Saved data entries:
---+---

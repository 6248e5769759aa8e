pub mod auth;
pub mod chart;
pub mod config;
pub mod error;
pub mod fetcher;
pub mod github;
pub mod metrics;
pub mod querier;
pub mod workbook;
pub mod writer;

use auth::{IdentityVerifier, User};
use axum::{
    extract::State,
    routing::{get, post},
    Json, Router,
};
use chart::ChartRenderer;
use config::AppConfig;
use error::ApiError;
use querier::IssueQuerier;
use serde::Serialize;
use std::sync::Arc;
use tower_http::trace::TraceLayer;
use workbook::{BookPayload, JsonBook, Workbook};

#[derive(Serialize)]
pub struct HealthResponse {
    status: &'static str,
    service: &'static str,
    version: &'static str,
}

/// Shared application state accessible to all request handlers.
pub struct AppState {
    /// Service for fetching and aggregating repository issues.
    pub querier: IssueQuerier,
    /// Resolves caller tokens into identities.
    pub verifier: IdentityVerifier,
    /// Draws the dashboard chart.
    pub renderer: ChartRenderer,
    /// Application configuration loaded from environment variables.
    pub config: AppConfig,
}

impl AppState {
    /// Initializes the application state, including the GitHub and identity clients.
    ///
    /// Fails if the chart font cannot be loaded.
    pub fn new(config: AppConfig) -> anyhow::Result<Self> {
        let renderer = ChartRenderer::with_font(&config.chart_font_path)?;
        Self::with_renderer(config, renderer)
    }

    /// Initializes the application state with an already configured chart renderer.
    pub fn with_renderer(config: AppConfig, renderer: ChartRenderer) -> anyhow::Result<Self> {
        let querier = IssueQuerier::new(&config)?;
        let verifier = IdentityVerifier::new(&config)?;
        Ok(Self {
            querier,
            verifier,
            renderer,
            config,
        })
    }
}

pub fn create_app(state: Arc<AppState>) -> Router {
    Router::new()
        .route("/health", get(health_check))
        .route("/github/issues", post(analyze_issues))
        .layer(TraceLayer::new_for_http())
        .with_state(state)
}

pub async fn health_check() -> Json<HealthResponse> {
    Json(HealthResponse {
        status: "ok",
        service: "issue-dashboard",
        version: env!("CARGO_PKG_VERSION"),
    })
}

/// Refreshes the dashboard of the posted workbook for the repository named in it.
///
/// The response carries the workbook actions for the add-in to apply. Nothing is returned,
/// and so nothing reaches the document, unless every step succeeded.
pub async fn analyze_issues(
    State(state): State<Arc<AppState>>,
    user: User,
    Json(payload): Json<BookPayload>,
) -> Result<Json<serde_json::Value>, ApiError> {
    tracing::info!("Running query for {}", user.email);

    let mut book = JsonBook::new(payload);
    let repo_id = writer::read_repository(&book)?;

    let report = state.querier.get(&repo_id).await?;
    tracing::debug!(repo_id = %repo_id, months = report.cumulative.len(), "Aggregated issues");

    let chart = state.renderer.render(&report.cumulative, writer::CHART_NAME)?;
    writer::write_report(&mut book, &report, &chart)?;

    Ok(Json(book.serialize()?))
}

---+---

Reproduce every entry above exactly as it was written.

repository 6248e5769759aa8e
pub mod auth;
pub mod chart;
pub mod config;
pub mod error;
pub mod fetcher;
pub mod github;
pub mod metrics;
pub mod querier;
pub mod workbook;
pub mod writer;

use auth::{IdentityVerifier, User};
use axum::{
    extract::State,
    routing::{get, post},
    Json, Router,
};
use chart::ChartRenderer;
use config::AppConfig;
use error::ApiError;
use querier::IssueQuerier;
use serde::Serialize;
use std::sync::Arc;
use tower_http::trace::TraceLayer;
use workbook::{BookPayload, JsonBook, Workbook};

#[derive(Serialize)]
pub struct HealthResponse {
    status: &'static str,
    service: &'static str,
    version: &'static str,
}

/// Shared application state accessible to all request handlers.
pub struct AppState {
    /// Service for fetching and aggregating repository issues.
    pub querier: IssueQuerier,
    /// Resolves caller tokens into identities.
    pub verifier: IdentityVerifier,
    /// Draws the dashboard chart.
    pub renderer: ChartRenderer,
    /// Application configuration loaded from environment variables.
    pub config: AppConfig,
}

impl AppState {
    /// Initializes the application state, including the GitHub and identity clients.
    ///
    /// Fails if the chart font cannot be loaded.
    pub fn new(config: AppConfig) -> anyhow::Result<Self> {
        let renderer = ChartRenderer::with_font(&config.chart_font_path)?;
        Self::with_renderer(config, renderer)
    }

    /// Initializes the application state with an already configured chart renderer.
    pub fn with_renderer(config: AppConfig, renderer: ChartRenderer) -> anyhow::Result<Self> {
        let querier = IssueQuerier::new(&config)?;
        let verifier = IdentityVerifier::new(&config)?;
        Ok(Self {
            querier,
            verifier,
            renderer,
            config,
        })
    }
}

pub fn create_app(state: Arc<AppState>) -> Router {
    Router::new()
        .route("/health", get(health_check))
        .route("/github/issues", post(analyze_issues))
        .layer(TraceLayer::new_for_http())
        .with_state(state)
}

pub async fn health_check() -> Json<HealthResponse> {
    Json(HealthResponse {
        status: "ok",
        service: "issue-dashboard",
        version: env!("CARGO_PKG_VERSION"),
    })
}

/// Refreshes the dashboard of the posted workbook for the repository named in it.
///
/// The response carries the workbook actions for the add-in to apply. Nothing is returned,
/// and so nothing reaches the document, unless every step succeeded.
pub async fn analyze_issues(
    State(state): State<Arc<AppState>>,
    user: User,
    Json(payload): Json<BookPayload>,
) -> Result<Json<serde_json::Value>, ApiError> {
    tracing::info!("Running query for {}", user.email);

    let mut book = JsonBook::new(payload);
    let repo_id = writer::read_repository(&book)?;

    let report = state.querier.get(&repo_id).await?;
    tracing::debug!(repo_id = %repo_id, months = report.cumulative.len(), "Aggregated issues");

    let chart = state.renderer.render(&report.cumulative, writer::CHART_NAME)?;
    writer::write_report(&mut book, &report, &chart)?;

    Ok(Json(book.serialize()?))
}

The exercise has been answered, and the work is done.